Ces réussites, le monde entier nous les envie. Certains États membres voudraient s’en satisfaire et limiter l’Europe à un espace commun de prospérité et de libre échange. En France notre vision n’est pas celle-là. Notre pays, avec l’Allemagne à ses côtés, a constamment œuvré pour que l’Europe devienne plus q’un marché. Nous voulons faire de l’Union une communauté de valeurs et une puissance capable de promouvoir ces valeurs dans le monde. En d’autres termes, une Europe politique. Nous sommes déjà à mi-chemin de ce projet. Depuis une dizaine d’années, l’Union a élargi ses compétences à des domaines beaucoup plus politiques : je pense par exemple à la sécurité, à la justice et à l’immigration. Je pense bien sûr à la politique étrangère et de défense : la défense européenne a fait en dix ans des progrès spectaculaires, en grande partie grâce à la France et au Royaume-Uni, qui la rendent capable aujourd’hui de mener des opérations autonomes de maintien de la paix tomme l’opération ARTEMIS au Congo en 2003, ou d’assurer la relève de l’OTAN en Bosnie-Herzégovine.
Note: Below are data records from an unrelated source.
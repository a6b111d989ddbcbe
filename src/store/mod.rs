//! Article lifecycle store: active and trashed partitions plus a selection
//! overlay.
//!
//! Per-pmid state machine: `Active <-> Trashed -> Removed`. A record never
//! leaves the active set except through the trash, and deletion from the
//! trash is permanent. The selection is an ephemeral overlay over the active
//! partition and is always a subset of it.
//!
//! The store itself is single-threaded; the owning session serializes access
//! behind one lock so mutations are atomic with respect to each other.

use std::collections::HashSet;

use crate::models::Article;
use crate::utils::ValidationError;

/// Canonical collection of records for one session
#[derive(Debug, Default)]
pub struct LifecycleStore {
    active: Vec<Article>,
    trashed: Vec<Article>,
    selection: HashSet<String>,
}

impl LifecycleStore {
    /// Create an empty store
    pub fn new() -> Self {
        Self::default()
    }

    /// Replace the active set with a fresh pipeline result.
    ///
    /// Clears the selection and leaves the trash untouched. Records whose
    /// pmid is already in the trash are dropped, and duplicate pmids within
    /// the input keep their first occurrence, so pmids stay unique across
    /// both partitions. Returns the number of records seeded.
    pub fn seed(&mut self, records: Vec<Article>) -> usize {
        self.selection.clear();

        let trashed_ids: HashSet<&str> = self.trashed.iter().map(|a| a.pmid.as_str()).collect();
        let mut seen: HashSet<String> = HashSet::with_capacity(records.len());

        self.active = records
            .into_iter()
            .filter(|article| {
                !trashed_ids.contains(article.pmid.as_str()) && seen.insert(article.pmid.clone())
            })
            .collect();

        self.active.len()
    }

    /// Records in the active partition, in pipeline order
    pub fn active(&self) -> &[Article] {
        &self.active
    }

    /// Records in the trash, in the order they were trashed
    pub fn trashed(&self) -> &[Article] {
        &self.trashed
    }

    /// Pmids of the active partition
    pub fn active_ids(&self) -> Vec<String> {
        self.active.iter().map(|a| a.pmid.clone()).collect()
    }

    /// Pmids of the trash. Pass this to [`Self::permanently_delete`] to empty
    /// the trash.
    pub fn trashed_ids(&self) -> Vec<String> {
        self.trashed.iter().map(|a| a.pmid.clone()).collect()
    }

    /// Currently selected pmids (unordered)
    pub fn selection(&self) -> &HashSet<String> {
        &self.selection
    }

    /// Selected records in active-partition order
    pub fn selected_articles(&self) -> Vec<Article> {
        self.active
            .iter()
            .filter(|a| self.selection.contains(&a.pmid))
            .cloned()
            .collect()
    }

    /// Whether a pmid is currently selected
    pub fn is_selected(&self, pmid: &str) -> bool {
        self.selection.contains(pmid)
    }

    /// Toggle selection for an active pmid. Unknown pmids are a silent no-op.
    /// Returns whether the pmid is selected afterwards.
    pub fn toggle_select(&mut self, pmid: &str) -> bool {
        if !self.active.iter().any(|a| a.pmid == pmid) {
            return false;
        }
        if self.selection.remove(pmid) {
            false
        } else {
            self.selection.insert(pmid.to_string());
            true
        }
    }

    /// Select every active record
    pub fn select_all(&mut self) {
        self.selection = self.active.iter().map(|a| a.pmid.clone()).collect();
    }

    /// Clear the selection
    pub fn clear_selection(&mut self) {
        self.selection.clear();
    }

    /// Move the given pmids from active to trashed.
    ///
    /// Errors on an empty id set. Ids not present in the active partition are
    /// silently skipped. Selection entries for moved records are pruned.
    /// Returns the number of records moved.
    pub fn move_to_trash(&mut self, pmids: &[String]) -> Result<usize, ValidationError> {
        if pmids.is_empty() {
            return Err(ValidationError::NothingToTrash);
        }

        let wanted: HashSet<&str> = pmids.iter().map(String::as_str).collect();
        let mut kept = Vec::with_capacity(self.active.len());
        let mut moved = 0usize;

        for article in self.active.drain(..) {
            if wanted.contains(article.pmid.as_str()) {
                self.selection.remove(&article.pmid);
                self.trashed.push(article);
                moved += 1;
            } else {
                kept.push(article);
            }
        }
        self.active = kept;

        tracing::debug!(moved, trashed = self.trashed.len(), "records moved to trash");
        Ok(moved)
    }

    /// Move the given pmids from trashed back to active.
    ///
    /// Ids not present in the trash are silently skipped. Restored records
    /// are appended to the active partition in their trash order. Returns the
    /// number of records restored.
    pub fn restore(&mut self, pmids: &[String]) -> usize {
        let wanted: HashSet<&str> = pmids.iter().map(String::as_str).collect();
        let mut kept = Vec::with_capacity(self.trashed.len());
        let mut restored = 0usize;

        for article in self.trashed.drain(..) {
            if wanted.contains(article.pmid.as_str()) {
                self.active.push(article);
                restored += 1;
            } else {
                kept.push(article);
            }
        }
        self.trashed = kept;

        restored
    }

    /// Permanently remove the given pmids from the trash.
    ///
    /// Irreversible. An empty id set is a no-op: emptying the whole trash
    /// requires explicitly passing [`Self::trashed_ids`]. Returns the number
    /// of records removed.
    pub fn permanently_delete(&mut self, pmids: &[String]) -> usize {
        if pmids.is_empty() {
            return 0;
        }

        let wanted: HashSet<&str> = pmids.iter().map(String::as_str).collect();
        let before = self.trashed.len();
        self.trashed.retain(|a| !wanted.contains(a.pmid.as_str()));
        let removed = before - self.trashed.len();

        if removed > 0 {
            tracing::debug!(removed, "records permanently deleted");
        }
        removed
    }
}

#[cfg(test)]
mod tests {
    use super::*;
    use crate::capabilities::mock::make_article;

    fn seeded(pmids: &[&str]) -> LifecycleStore {
        let mut store = LifecycleStore::new();
        store.seed(
            pmids
                .iter()
                .map(|p| make_article(p, &format!("Title {}", p)))
                .collect(),
        );
        store
    }

    fn ids(articles: &[Article]) -> Vec<&str> {
        articles.iter().map(|a| a.pmid.as_str()).collect()
    }

    #[test]
    fn test_seed_replaces_active_and_clears_selection() {
        let mut store = seeded(&["1", "2"]);
        store.toggle_select("1");

        store.seed(vec![make_article("3", "Third")]);

        assert_eq!(ids(store.active()), vec!["3"]);
        assert!(store.selection().is_empty());
    }

    #[test]
    fn test_seed_dedups_and_skips_trashed() {
        let mut store = seeded(&["1", "2"]);
        store.move_to_trash(&["2".to_string()]).unwrap();

        let seeded_count = store.seed(vec![
            make_article("1", "again"),
            make_article("1", "duplicate"),
            make_article("2", "still trashed"),
            make_article("4", "new"),
        ]);

        assert_eq!(seeded_count, 2);
        assert_eq!(ids(store.active()), vec!["1", "4"]);
        assert_eq!(ids(store.trashed()), vec!["2"]);
    }

    #[test]
    fn test_toggle_select_respects_active_partition() {
        let mut store = seeded(&["1", "2"]);

        assert!(store.toggle_select("1"));
        assert!(store.is_selected("1"));
        assert!(!store.toggle_select("1"));
        assert!(!store.is_selected("1"));

        // unknown pmid is a silent no-op
        assert!(!store.toggle_select("99"));
        assert!(store.selection().is_empty());
    }

    #[test]
    fn test_move_to_trash_requires_ids() {
        let mut store = seeded(&["1"]);
        assert_eq!(
            store.move_to_trash(&[]),
            Err(ValidationError::NothingToTrash)
        );
        assert_eq!(store.active().len(), 1);
    }

    #[test]
    fn test_move_to_trash_prunes_selection() {
        let mut store = seeded(&["1", "2", "3"]);
        store.select_all();

        let moved = store
            .move_to_trash(&["1".to_string(), "3".to_string(), "99".to_string()])
            .unwrap();

        assert_eq!(moved, 2);
        assert_eq!(ids(store.active()), vec!["2"]);
        assert_eq!(ids(store.trashed()), vec!["1", "3"]);
        // selection ∩ active stays consistent
        assert!(store.is_selected("2"));
        assert!(!store.is_selected("1"));
        assert!(!store.is_selected("3"));
    }

    #[test]
    fn test_trash_restore_round_trip() {
        let mut store = seeded(&["1", "2", "3"]);

        store
            .move_to_trash(&["1".to_string(), "2".to_string()])
            .unwrap();
        let restored = store.restore(&["1".to_string(), "2".to_string(), "99".to_string()]);

        assert_eq!(restored, 2);
        let mut active: Vec<&str> = ids(store.active());
        active.sort_unstable();
        assert_eq!(active, vec!["1", "2", "3"]);
        assert!(store.trashed().is_empty());
    }

    #[test]
    fn test_permanently_delete_is_irreversible() {
        let mut store = seeded(&["1", "2"]);
        store
            .move_to_trash(&["1".to_string(), "2".to_string()])
            .unwrap();

        assert_eq!(store.permanently_delete(&["1".to_string()]), 1);
        assert_eq!(ids(store.trashed()), vec!["2"]);

        // the deleted record is gone from both partitions
        assert_eq!(store.restore(&["1".to_string()]), 0);
        assert!(store.active().is_empty());
    }

    #[test]
    fn test_permanently_delete_empty_set_is_noop() {
        let mut store = seeded(&["1"]);
        store.move_to_trash(&["1".to_string()]).unwrap();

        assert_eq!(store.permanently_delete(&[]), 0);
        assert_eq!(store.trashed().len(), 1);
    }

    #[test]
    fn test_empty_trash_via_trashed_ids() {
        let mut store = seeded(&["1", "2"]);
        store
            .move_to_trash(&["1".to_string(), "2".to_string()])
            .unwrap();

        let all = store.trashed_ids();
        assert_eq!(store.permanently_delete(&all), 2);
        assert!(store.trashed().is_empty());
    }

    #[test]
    fn test_selected_articles_follow_active_order() {
        let mut store = seeded(&["1", "2", "3"]);
        store.toggle_select("3");
        store.toggle_select("1");

        assert_eq!(ids(&store.selected_articles()), vec!["1", "3"]);
    }
}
Mais cette Europe politique, voulue dès l’origine par les fondateurs français de l’Europe, est encore en gestation. Elle représente aujourd’hui le vrai défi de la construction européenne. C’est la raison d’être de la Constitution européenne, voulue par la France dont le rôle a été central dans la préparation de ce traité. L’objet de la Constitution européenne, c’est précisément de poser les fondations de l’Europe politique. Elle y parvient essentiellement de quatre façons : La communauté de valeurs, ce sont les objectifs et les valeurs qui figurent en tête de la Constitution et dans la Charte des droits fondamentaux. C’est la liberté, la tolérance, le respect de la diversité. C’est une vision exigeante de la solidarité. La capacité à promouvoir ces valeurs dansle monde, c’est l’idée, à laquelle la France est plus attachée peut-être que beaucoup d’autres Etats membres, d’une Europe puissance. La Constitution permet d’aller plus loin encore en engageant les Etats membres à se défendre mutuellement en cas d’agression militaire et en créant une Agence européenne de défense. Mais surtout, elle permettra à l’Europe de parler enfin d’une seule voix, celle du futur Ministre européen des Affaires étrangères.
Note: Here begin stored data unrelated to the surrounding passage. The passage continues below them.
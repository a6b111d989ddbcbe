//! External collaborator capabilities.
//!
//! This module defines the abstract capabilities the pipeline depends on:
//!
//! - [`SearchCapability`]: paginated bibliographic search (Entrez E-utilities)
//! - [`FullTextCapability`]: per-article full-text retrieval (PubMed Central)
//! - [`QueryGenCapability`]: research idea -> query string generation
//! - [`AnalysisCapability`]: working-set synthesis
//!
//! Concrete implementations live in submodules; [`mock`] provides scripted
//! in-memory implementations for exercising the pipeline without network
//! access. New backends are added by implementing the matching trait and
//! wiring it into the session.

mod entrez;
mod gemini;
mod pmc;

pub mod mock;

pub use entrez::EntrezSearch;
pub use gemini::GeminiClient;
pub use pmc::PmcFullText;

use async_trait::async_trait;

use crate::models::Article;

/// Request-level filters a search capability may apply upstream
#[derive(Debug, Clone, Copy, PartialEq, Eq, Hash)]
pub enum RequestFilter {
    /// Exclude records published on preprint servers
    ExcludePreprints,
    /// Only records with a free full-text copy
    FreeFullTextOnly,
}

/// Filter switches forwarded with every batch request
#[derive(Debug, Clone, Copy, Default, PartialEq, Eq)]
pub struct SearchFilters {
    pub exclude_preprints: bool,
    pub free_full_text_only: bool,
}

/// Publication date window forwarded with every batch request
#[derive(Debug, Clone, Default, PartialEq, Eq)]
pub struct DateRange {
    pub start: String,
    pub end: String,
}

/// A single paginated request against the search capability
#[derive(Debug, Clone)]
pub struct BatchQuery {
    /// Query string, passed through verbatim
    pub query: String,

    /// Publication date window
    pub date_range: DateRange,

    /// Request-level filters
    pub filters: SearchFilters,

    /// Zero-based offset into the upstream result stream
    pub offset: usize,

    /// Number of records requested in this batch
    pub count: usize,
}

/// One page of results from the search capability
#[derive(Debug, Clone)]
pub struct BatchPage {
    /// Records in upstream relevance order
    pub articles: Vec<Article>,

    /// Total matching records upstream, independent of pagination
    pub total_available: usize,
}

/// Paginated bibliographic search
#[async_trait]
pub trait SearchCapability: Send + Sync + std::fmt::Debug {
    /// Fetch one batch of structured summaries
    async fn query(&self, request: &BatchQuery) -> Result<BatchPage, CapabilityError>;

    /// Whether a request-level filter is applied upstream.
    ///
    /// When this returns `false` the orchestrator filters client-side and
    /// compensates by requesting extra batches.
    fn supports_filter(&self, _filter: RequestFilter) -> bool {
        true
    }
}

/// Per-article full-text retrieval
#[async_trait]
pub trait FullTextCapability: Send + Sync + std::fmt::Debug {
    /// Fetch the expanded text for a PMCID
    async fn fetch(&self, pmcid: &str) -> Result<String, CapabilityError>;
}

/// Research idea -> search query generation
#[async_trait]
pub trait QueryGenCapability: Send + Sync + std::fmt::Debug {
    /// Turn a free-text research idea into a query string
    async fn generate(&self, idea: &str) -> Result<String, CapabilityError>;
}

/// Working-set synthesis
#[async_trait]
pub trait AnalysisCapability: Send + Sync + std::fmt::Debug {
    /// Synthesize across the given records; the result is an opaque text blob
    async fn synthesize(&self, articles: &[Article]) -> Result<String, CapabilityError>;
}

/// Errors surfaced by capability implementations
#[derive(Debug, thiserror::Error)]
pub enum CapabilityError {
    /// Connection-level failure
    #[error("network error: {0}")]
    Network(String),

    /// The request timed out
    #[error("request timed out")]
    Timeout,

    /// Rate limit exceeded (HTTP 429)
    #[error("rate limit exceeded")]
    RateLimit,

    /// Upstream temporarily unavailable (5xx)
    #[error("service unavailable: {0}")]
    Unavailable(String),

    /// Upstream rejected the request outright (other 4xx, malformed query)
    #[error("upstream rejection: {0}")]
    Rejected(String),

    /// Payload could not be parsed
    #[error("parse error: {0}")]
    Parse(String),

    /// The requested record has no retrievable content
    #[error("not available: {0}")]
    NotAvailable(String),
}

impl CapabilityError {
    /// Map an HTTP status into the error taxonomy
    pub fn from_status(status: reqwest::StatusCode, context: &str) -> Self {
        if status == reqwest::StatusCode::TOO_MANY_REQUESTS {
            CapabilityError::RateLimit
        } else if status.is_server_error() {
            CapabilityError::Unavailable(format!("{} returned status {}", context, status))
        } else {
            CapabilityError::Rejected(format!("{} returned status {}", context, status))
        }
    }
}

impl From<reqwest::Error> for CapabilityError {
    fn from(err: reqwest::Error) -> Self {
        if err.is_timeout() {
            CapabilityError::Timeout
        } else {
            CapabilityError::Network(err.to_string())
        }
    }
}

impl From<serde_json::Error> for CapabilityError {
    fn from(err: serde_json::Error) -> Self {
        CapabilityError::Parse(format!("JSON: {}", err))
    }
}

impl From<quick_xml::DeError> for CapabilityError {
    fn from(err: quick_xml::DeError) -> Self {
        CapabilityError::Parse(format!("XML: {}", err))
    }
}
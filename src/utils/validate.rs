//! Input validation for search requests and store-derived operations.
//!
//! Validation failures are synchronous and block the requested action before
//! any network call is issued.

use thiserror::Error;

/// Validation error types
#[derive(Debug, Error, Clone, PartialEq, Eq)]
pub enum ValidationError {
    #[error("search query must not be empty")]
    EmptyQuery,

    #[error("research idea must not be empty")]
    EmptyIdea,

    #[error("limit must be greater than zero")]
    ZeroLimit,

    #[error("chunk size must be greater than zero")]
    ZeroChunkSize,

    #[error("chunk size {chunk_size} exceeds limit {limit}")]
    ChunkExceedsLimit { chunk_size: usize, limit: usize },

    #[error("no articles selected")]
    EmptySelection,

    #[error("no articles to export")]
    NothingToExport,

    #[error("no articles to analyze")]
    NothingToAnalyze,

    #[error("no articles to trash")]
    NothingToTrash,
}

#[cfg(test)]
mod tests {
    use super::*;

    #[test]
    fn test_error_messages() {
        assert_eq!(
            ValidationError::EmptySelection.to_string(),
            "no articles selected"
        );
        assert_eq!(
            ValidationError::ChunkExceedsLimit {
                chunk_size: 60,
                limit: 50
            }
            .to_string(),
            "chunk size 60 exceeds limit 50"
        );
    }
}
Enfin, qui dit Europe politique dit contrôle démocratique. Dans ce domaine, l’Union a pris du retard. Elle est trop éloignée du citoyen. la Constitution comble largement ce déficit. Parce qu’elle fait du Parlement européen, élu au suffrage universel, un vrai législateur. Parce qu’elle lui donne un contrôle politique sur le choix du Président de la Commission. Parce qu’elle permet pour la première fois aux citoyens européens de participer directement au processus de décision invitant la Commission à faire des propositions de loi dans tel ou tel domaine. C’est une avancée majeure, qui n’existe pas dans la plupart des États membres. En contrepartie, la Constitution donnera à l’Union des moyens d’être plus efficace. En modifiant les règles de vote, en donnant à l’Europe de nouvelles compétences, elle renforcera l’intégration européenne au moment où l’Union s’élargit. Ces réformes institutionnelles permettront de rééquilibrer le poids des États les plus peuplés, comme la France, au sein de l’Union, aujourd’hui insuffisant. Les nouvelles règles de vote au Conseil (qui regroupe les représentants des gouvernements) donneront ainsi à la France un poids dans la prise de décision supérieur de 50% à ce qu’il est actuellement. Ce traité, sans être parfait, a le grand mérite de rendre l’Europe plus forte tout en la soumettant, dans un même mouvement, et de leur représentants, qu’ils soient nationaux ou européens. Cette Constitution est l’aboutissement de cinquante ans d’efforts français pour faire de l’Europe, non seulement un marché mais surtout un acteur capable d’imposer ses valeurs et ses règles dans le jeu sauvage de la mondialisation. Plus que jamais, l’Europe nous regarde. À nous de nous donner les moyens de notre ambition de toujours.